BEGIN

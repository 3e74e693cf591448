//! Local filesystem blobstore client.

use async_trait::async_trait;
use chrono::{DateTime, Utc};
use std::path::{Path, PathBuf};
use std::time::Duration;
use tokio::fs;

use blobshed_common::{BlobKey, Error, Result};

use crate::client::{storage_key, storage_prefix, Blob, BlobstoreClient, ByteStream, SignedMethod};

/// Local filesystem blobstore client.
///
/// Stores blobs under `{base}/{storage_key}`, creating shard directories on
/// demand. This is the one backend where `local()` is true: callers may read
/// blobs straight off the filesystem.
pub struct LocalClient {
    base: PathBuf,
    root_dir: Option<String>,
}

impl LocalClient {
    /// Create a new local client rooted at the given base directory.
    ///
    /// # Postconditions
    /// - Base directory is created if it doesn't exist
    ///
    /// # Errors
    /// - Invalid path
    /// - Permission denied
    pub fn new(base: impl AsRef<Path>, root_dir: Option<String>) -> Result<Self> {
        let base = base.as_ref().to_path_buf();

        // Create base if it doesn't exist (sync for constructor)
        if !base.exists() {
            std::fs::create_dir_all(&base)?;
        }

        Ok(Self { base, root_dir })
    }

    fn fs_path(&self, key: &BlobKey) -> PathBuf {
        let mut path = self.base.clone();
        for part in storage_key(self.root_dir.as_deref(), key).split('/') {
            path.push(part);
        }
        path
    }

    fn relative_key(&self, path: &Path) -> String {
        path.strip_prefix(&self.base)
            .unwrap_or(path)
            .components()
            .map(|c| c.as_os_str().to_string_lossy())
            .collect::<Vec<_>>()
            .join("/")
    }

    fn make_blob(&self, storage_key: String, meta: &std::fs::Metadata) -> Blob {
        let modified: Option<DateTime<Utc>> = meta.modified().map(|t| t.into()).ok();
        Blob {
            etag: modified.map(|m| format!("{}-{}", m.timestamp(), meta.len())),
            key: storage_key,
            size: Some(meta.len()),
            last_modified: modified,
        }
    }

    /// Collect every regular file under the base directory.
    async fn walk(&self) -> Result<Vec<(PathBuf, std::fs::Metadata)>> {
        let mut files = Vec::new();
        let mut pending = vec![self.base.clone()];

        while let Some(dir) = pending.pop() {
            let mut entries = match fs::read_dir(&dir).await {
                Ok(entries) => entries,
                Err(e) if e.kind() == std::io::ErrorKind::NotFound => continue,
                Err(e) => return Err(e.into()),
            };
            while let Some(entry) = entries.next_entry().await? {
                let meta = entry.metadata().await?;
                if meta.is_dir() {
                    pending.push(entry.path());
                } else {
                    files.push((entry.path(), meta));
                }
            }
        }

        Ok(files)
    }

    async fn matching(&self, prefix: &str) -> Result<Vec<(PathBuf, std::fs::Metadata)>> {
        let prefix = storage_prefix(self.root_dir.as_deref(), prefix);
        let mut matches = Vec::new();
        for (path, meta) in self.walk().await? {
            if self.relative_key(&path).starts_with(&prefix) {
                matches.push((path, meta));
            }
        }
        Ok(matches)
    }
}

#[async_trait]
impl BlobstoreClient for LocalClient {
    fn backend(&self) -> &str {
        "local"
    }

    fn local(&self) -> bool {
        true
    }

    fn root_dir(&self) -> Option<&str> {
        self.root_dir.as_deref()
    }

    async fn exists(&self, key: &BlobKey) -> Result<bool> {
        Ok(self.fs_path(key).is_file())
    }

    async fn download(&self, key: &BlobKey) -> Result<Vec<u8>> {
        let path = self.fs_path(key);
        if !path.is_file() {
            return Err(Error::NotFound(format!("Blob not found: {}", key)));
        }
        Ok(fs::read(&path).await?)
    }

    async fn download_stream(&self, key: &BlobKey) -> Result<ByteStream> {
        use futures::StreamExt;
        use tokio_util::io::ReaderStream;

        let path = self.fs_path(key);
        if !path.is_file() {
            return Err(Error::NotFound(format!("Blob not found: {}", key)));
        }
        let file = fs::File::open(&path).await?;
        let stream =
            ReaderStream::new(file).map(|chunk| chunk.map(|b| b.to_vec()).map_err(Error::from));
        Ok(Box::pin(stream))
    }

    async fn put(&self, key: &BlobKey, data: Vec<u8>) -> Result<Blob> {
        let path = self.fs_path(key);
        if let Some(parent) = path.parent() {
            fs::create_dir_all(parent).await?;
        }
        fs::write(&path, &data).await?;

        let meta = fs::metadata(&path).await?;
        Ok(self.make_blob(storage_key(self.root_dir.as_deref(), key), &meta))
    }

    async fn put_stream(&self, key: &BlobKey, mut stream: ByteStream) -> Result<Blob> {
        use tokio::io::AsyncWriteExt;
        use futures::StreamExt;

        let path = self.fs_path(key);
        if let Some(parent) = path.parent() {
            fs::create_dir_all(parent).await?;
        }

        let mut file = fs::File::create(&path).await?;
        while let Some(chunk) = stream.next().await {
            file.write_all(&chunk?).await?;
        }
        file.flush().await?;

        let meta = fs::metadata(&path).await?;
        Ok(self.make_blob(storage_key(self.root_dir.as_deref(), key), &meta))
    }

    async fn copy(&self, src: &BlobKey, dest: &BlobKey) -> Result<()> {
        let src_path = self.fs_path(src);
        if !src_path.is_file() {
            return Err(Error::NotFound(format!("Blob not found: {}", src)));
        }
        let dest_path = self.fs_path(dest);
        if let Some(parent) = dest_path.parent() {
            fs::create_dir_all(parent).await?;
        }
        fs::copy(&src_path, &dest_path).await?;
        Ok(())
    }

    async fn delete(&self, key: &BlobKey) -> Result<()> {
        let path = self.fs_path(key);
        if !path.is_file() {
            return Err(Error::NotFound(format!("Blob not found: {}", key)));
        }
        fs::remove_file(&path).await?;
        Ok(())
    }

    async fn delete_all(&self) -> Result<()> {
        match self.root_dir.as_deref() {
            Some(root) if !root.is_empty() => {
                let scope = self.base.join(root);
                match fs::remove_dir_all(&scope).await {
                    Ok(()) => Ok(()),
                    Err(e) if e.kind() == std::io::ErrorKind::NotFound => Ok(()),
                    Err(e) => Err(e.into()),
                }
            }
            _ => {
                // Unscoped: clear the base directory but keep it in place.
                let mut entries = fs::read_dir(&self.base).await?;
                while let Some(entry) = entries.next_entry().await? {
                    let path = entry.path();
                    if entry.metadata().await?.is_dir() {
                        fs::remove_dir_all(&path).await?;
                    } else {
                        fs::remove_file(&path).await?;
                    }
                }
                Ok(())
            }
        }
    }

    async fn delete_prefix(&self, prefix: &str) -> Result<()> {
        let mut failures = Vec::new();
        for (path, _) in self.matching(prefix).await? {
            match fs::remove_file(&path).await {
                Ok(()) => {}
                Err(e) if e.kind() == std::io::ErrorKind::NotFound => {}
                Err(e) => failures.push(format!("{}: {}", path.display(), e)),
            }
        }
        if failures.is_empty() {
            Ok(())
        } else {
            Err(Error::Blobstore(format!(
                "Errors while deleting prefix {}: {}",
                prefix,
                failures.join(", ")
            )))
        }
    }

    async fn blob(&self, key: &BlobKey) -> Result<Blob> {
        let path = self.fs_path(key);
        if !path.is_file() {
            return Err(Error::NotFound(format!("Blob not found: {}", key)));
        }
        let meta = fs::metadata(&path).await?;
        Ok(self.make_blob(storage_key(self.root_dir.as_deref(), key), &meta))
    }

    async fn list(&self, prefix: &str) -> Result<Vec<Blob>> {
        let mut blobs: Vec<Blob> = self
            .matching(prefix)
            .await?
            .into_iter()
            .map(|(path, meta)| self.make_blob(self.relative_key(&path), &meta))
            .collect();
        blobs.sort_by(|a, b| a.key.cmp(&b.key));
        Ok(blobs)
    }

    async fn signed_url(
        &self,
        _key: &BlobKey,
        _method: SignedMethod,
        _expires_in: Duration,
    ) -> Result<String> {
        Err(Error::Unsupported(
            "local blobstore cannot sign URLs".to_string(),
        ))
    }
}

#[cfg(test)]
mod tests {
    use super::*;
    use tempfile::TempDir;

    #[tokio::test]
    async fn test_put_download() {
        let temp = TempDir::new().unwrap();
        let client = LocalClient::new(temp.path(), None).unwrap();
        let key = BlobKey::parse("abcdef").unwrap();
        let data = b"Hello, local!".to_vec();

        client.put(&key, data.clone()).await.unwrap();
        assert_eq!(client.download(&key).await.unwrap(), data);

        // Sharded layout on disk.
        assert!(temp.path().join("ab/cd/abcdef").is_file());
    }

    #[tokio::test]
    async fn test_absent_key_semantics() {
        let temp = TempDir::new().unwrap();
        let client = LocalClient::new(temp.path(), None).unwrap();
        let key = BlobKey::parse("abcdef").unwrap();

        assert!(!client.exists(&key).await.unwrap());
        assert!(matches!(
            client.download(&key).await,
            Err(Error::NotFound(_))
        ));
        assert!(matches!(client.delete(&key).await, Err(Error::NotFound(_))));
    }

    #[tokio::test]
    async fn test_copy() {
        let temp = TempDir::new().unwrap();
        let client = LocalClient::new(temp.path(), None).unwrap();
        let src = BlobKey::parse("source-key").unwrap();
        let dest = BlobKey::parse("dest-key").unwrap();

        client.put(&src, vec![1, 2, 3]).await.unwrap();
        client.copy(&src, &dest).await.unwrap();

        assert_eq!(client.download(&dest).await.unwrap(), vec![1, 2, 3]);
    }

    #[tokio::test]
    async fn test_delete_prefix() {
        let temp = TempDir::new().unwrap();
        let client = LocalClient::new(temp.path(), None).unwrap();
        let one = BlobKey::parse("guid1234/one").unwrap();
        let other = BlobKey::parse("guid9999/one").unwrap();

        client.put(&one, vec![1]).await.unwrap();
        client.put(&other, vec![2]).await.unwrap();

        client.delete_prefix("guid1234").await.unwrap();

        assert!(!client.exists(&one).await.unwrap());
        assert!(client.exists(&other).await.unwrap());
    }

    #[tokio::test]
    async fn test_delete_all_scoped() {
        let temp = TempDir::new().unwrap();
        let scoped = LocalClient::new(temp.path(), Some("cc".to_string())).unwrap();
        let unscoped = LocalClient::new(temp.path(), None).unwrap();
        let key = BlobKey::parse("abcdef").unwrap();

        scoped.put(&key, vec![1]).await.unwrap();
        unscoped.put(&key, vec![2]).await.unwrap();

        scoped.delete_all().await.unwrap();

        assert!(!scoped.exists(&key).await.unwrap());
        assert!(unscoped.exists(&key).await.unwrap());
    }

    #[tokio::test]
    async fn test_list() {
        let temp = TempDir::new().unwrap();
        let client = LocalClient::new(temp.path(), None).unwrap();

        client
            .put(&BlobKey::parse("guid1234/one").unwrap(), vec![1])
            .await
            .unwrap();
        client
            .put(&BlobKey::parse("guid1234/two").unwrap(), vec![2, 2])
            .await
            .unwrap();

        let blobs = client.list("guid1234").await.unwrap();
        assert_eq!(blobs.len(), 2);
        assert_eq!(blobs[0].key, "gu/id/guid1234/one");
        assert_eq!(blobs[0].size, Some(1));
    }

    #[tokio::test]
    async fn test_blob_metadata() {
        let temp = TempDir::new().unwrap();
        let client = LocalClient::new(temp.path(), None).unwrap();
        let key = BlobKey::parse("abcdef").unwrap();

        client.put(&key, vec![1, 2, 3]).await.unwrap();
        let blob = client.blob(&key).await.unwrap();

        assert_eq!(blob.key, "ab/cd/abcdef");
        assert_eq!(blob.size, Some(3));
        assert!(blob.etag.is_some());
        assert!(blob.last_modified.is_some());
    }

    #[tokio::test]
    async fn test_stream_round_trip() {
        use futures::StreamExt;

        let temp = TempDir::new().unwrap();
        let client = LocalClient::new(temp.path(), None).unwrap();
        let key = BlobKey::parse("abcdef").unwrap();
        let chunks: ByteStream =
            Box::pin(futures::stream::iter(vec![Ok(vec![1u8]), Ok(vec![2u8, 3])]));

        client.put_stream(&key, chunks).await.unwrap();

        let mut collected = Vec::new();
        let mut stream = client.download_stream(&key).await.unwrap();
        while let Some(chunk) = stream.next().await {
            collected.extend_from_slice(&chunk.unwrap());
        }
        assert_eq!(collected, vec![1, 2, 3]);
    }

    #[tokio::test]
    async fn test_signing_unsupported() {
        let temp = TempDir::new().unwrap();
        let client = LocalClient::new(temp.path(), None).unwrap();
        let key = BlobKey::parse("abcdef").unwrap();

        assert!(matches!(
            client
                .signed_url(&key, SignedMethod::Get, Duration::from_secs(60))
                .await,
            Err(Error::Unsupported(_))
        ));
    }
}
//! Blobstore configuration.

use serde::{Deserialize, Serialize};
use std::path::PathBuf;

use blobshed_common::{Error, Result};

use crate::wrapper::SizeLimits;

/// Options for the WebDAV backend.
#[derive(Debug, Clone, Serialize, Deserialize)]
pub struct WebdavOptions {
    /// Base URL of the WebDAV server, e.g. "https://blobstore.internal:4443".
    pub endpoint: String,
    /// Basic-auth username.
    pub username: String,
    /// Basic-auth password.
    pub password: String,
    /// PEM file with the private CA that signed the server certificate.
    #[serde(default)]
    pub ca_cert_path: Option<PathBuf>,
    /// PEM file with the client certificate for mutual TLS.
    #[serde(default)]
    pub client_cert_path: Option<PathBuf>,
    /// PEM file with the client key for mutual TLS.
    #[serde(default)]
    pub client_key_path: Option<PathBuf>,
}

/// Options for the S3-compatible backend.
#[derive(Debug, Clone, Serialize, Deserialize)]
pub struct S3Options {
    pub region: String,
    pub access_key_id: String,
    pub secret_access_key: String,
    /// Custom endpoint for S3-compatible servers (MinIO and friends).
    #[serde(default)]
    pub endpoint: Option<String>,
    /// Use path-style addressing instead of virtual-hosted buckets.
    #[serde(default)]
    pub path_style: bool,
}

/// Options for the local filesystem backend.
#[derive(Debug, Clone, Serialize, Deserialize)]
pub struct LocalOptions {
    /// Directory all blobstores share; each store lives under its
    /// directory key inside it.
    pub root: PathBuf,
}

/// Backend selection plus backend-specific options.
#[derive(Debug, Clone, Serialize, Deserialize)]
#[serde(tag = "backend", rename_all = "snake_case")]
pub enum BackendOptions {
    Webdav(WebdavOptions),
    S3(S3Options),
    Local(LocalOptions),
    Memory,
    Null,
}

impl BackendOptions {
    /// Registry name of the selected backend.
    pub fn name(&self) -> &'static str {
        match self {
            BackendOptions::Webdav(_) => "webdav",
            BackendOptions::S3(_) => "s3",
            BackendOptions::Local(_) => "local",
            BackendOptions::Memory => "memory",
            BackendOptions::Null => "null",
        }
    }
}

/// Configuration for one blobstore.
#[derive(Debug, Clone, Serialize, Deserialize)]
pub struct BlobstoreConfig {
    /// Store name: the S3 bucket, the WebDAV collection, the directory
    /// under the local root.
    pub directory_key: String,
    /// Scoping prefix within the store. Bulk deletes require it.
    #[serde(default)]
    pub root_dir: Option<String>,
    /// Smallest blob accepted for upload, in bytes.
    #[serde(default)]
    pub min_size: Option<u64>,
    /// Largest blob accepted for upload, in bytes.
    #[serde(default)]
    pub max_size: Option<u64>,
    #[serde(flatten)]
    pub backend: BackendOptions,
}

impl BlobstoreConfig {
    /// Validate invariants that serde cannot express.
    ///
    /// # Errors
    /// - Empty directory key
    /// - `min_size` larger than `max_size`
    pub fn validate(&self) -> Result<()> {
        if self.directory_key.trim().is_empty() {
            return Err(Error::Config(
                "Blobstore directory_key cannot be empty".to_string(),
            ));
        }
        if let (Some(min), Some(max)) = (self.min_size, self.max_size) {
            if min > max {
                return Err(Error::Config(format!(
                    "min_size {} exceeds max_size {}",
                    min, max
                )));
            }
        }
        Ok(())
    }

    /// Size limits for the wrapper.
    pub fn limits(&self) -> SizeLimits {
        SizeLimits {
            min_size: self.min_size,
            max_size: self.max_size,
        }
    }
}

#[cfg(test)]
mod tests {
    use super::*;

    fn memory_config() -> BlobstoreConfig {
        BlobstoreConfig {
            directory_key: "packages".to_string(),
            root_dir: Some("cc".to_string()),
            min_size: None,
            max_size: None,
            backend: BackendOptions::Memory,
        }
    }

    #[test]
    fn test_validate_rejects_empty_directory_key() {
        let mut config = memory_config();
        config.directory_key = "  ".to_string();
        assert!(config.validate().is_err());
    }

    #[test]
    fn test_validate_rejects_inverted_limits() {
        let mut config = memory_config();
        config.min_size = Some(100);
        config.max_size = Some(10);
        assert!(config.validate().is_err());

        config.max_size = Some(100);
        assert!(config.validate().is_ok());
    }

    #[test]
    fn test_webdav_yaml_round_trip() {
        let yaml = r#"
backend: webdav
directory_key: droplets
root_dir: cc
endpoint: https://blobstore.internal:4443
username: blobstore
password: secret
ca_cert_path: /etc/blobshed/ca.pem
"#;
        let config: BlobstoreConfig = serde_yaml::from_str(yaml).unwrap();
        assert_eq!(config.backend.name(), "webdav");
        assert_eq!(config.directory_key, "droplets");
        match &config.backend {
            BackendOptions::Webdav(options) => {
                assert_eq!(options.username, "blobstore");
                assert_eq!(
                    options.ca_cert_path.as_deref(),
                    Some(std::path::Path::new("/etc/blobshed/ca.pem"))
                );
                assert!(options.client_cert_path.is_none());
            }
            other => panic!("Unexpected backend: {:?}", other),
        }

        let rendered = serde_yaml::to_string(&config).unwrap();
        let restored: BlobstoreConfig = serde_yaml::from_str(&rendered).unwrap();
        assert_eq!(restored.backend.name(), "webdav");
    }

    #[test]
    fn test_s3_yaml_with_limits() {
        let yaml = r#"
backend: s3
directory_key: packages
region: us-east-1
access_key_id: AKIA
secret_access_key: secret
endpoint: http://127.0.0.1:9000
path_style: true
min_size: 1
max_size: 536870912
"#;
        let config: BlobstoreConfig = serde_yaml::from_str(yaml).unwrap();
        assert_eq!(config.backend.name(), "s3");
        assert_eq!(config.min_size, Some(1));
        assert_eq!(config.max_size, Some(536_870_912));
        match &config.backend {
            BackendOptions::S3(options) => {
                assert!(options.path_style);
                assert_eq!(options.endpoint.as_deref(), Some("http://127.0.0.1:9000"));
            }
            other => panic!("Unexpected backend: {:?}", other),
        }
    }

    #[test]
    fn test_unit_backends_parse() {
        let memory: BlobstoreConfig =
            serde_yaml::from_str("backend: memory\ndirectory_key: stash\n").unwrap();
        assert_eq!(memory.backend.name(), "memory");

        let null: BlobstoreConfig =
            serde_yaml::from_str("backend: \"null\"\ndirectory_key: stash\n").unwrap();
        assert_eq!(null.backend.name(), "null");
    }

    #[test]
    fn test_unknown_backend_fails() {
        let result: std::result::Result<BlobstoreConfig, _> =
            serde_yaml::from_str("backend: gcs\ndirectory_key: stash\n");
        assert!(result.is_err());
    }
}
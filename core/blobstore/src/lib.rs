//! Blobstore client abstraction for Blobshed.
//!
//! This module provides a trait-based interface for blob storage backends
//! (WebDAV, S3-compatible object stores, local filesystem, in-memory, null)
//! plus the layers every backend is served through: a safe-delete decorator
//! guarding bulk deletes, an instrumented wrapper, and a client registry for
//! dynamic backend resolution.
//!
//! # Design Principles
//! - Backend isolation: no backend-specific logic outside its own module
//! - Async operations: all I/O operations are async
//! - Streaming support: large blobs are handled via streams
//! - Unified error semantics: consistent error types across backends

pub mod client;
pub mod config;
pub mod local;
pub mod memory;
pub mod null;
pub mod provider;
pub mod s3;
pub mod safe_delete;
pub mod webdav;
pub mod wrapper;

pub use client::{Blob, BlobstoreClient, ByteStream, SignedMethod};
pub use config::{BackendOptions, BlobstoreConfig, LocalOptions, S3Options, WebdavOptions};
pub use local::LocalClient;
pub use memory::MemoryClient;
pub use null::NullClient;
pub use provider::{default_registry, provide, provide_with, ClientFactory, ClientRegistry};
pub use s3::S3Client;
pub use safe_delete::SafeDeleteClient;
pub use webdav::WebdavClient;
pub use wrapper::{Blobstore, SizeLimits};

END

PROMPT: Reproduce every line in the records above that contains the word "mutual".

EXERCISE ANSWER:
    /// PEM file with the client certificate for mutual TLS.
    /// PEM file with the client key for mutual TLS.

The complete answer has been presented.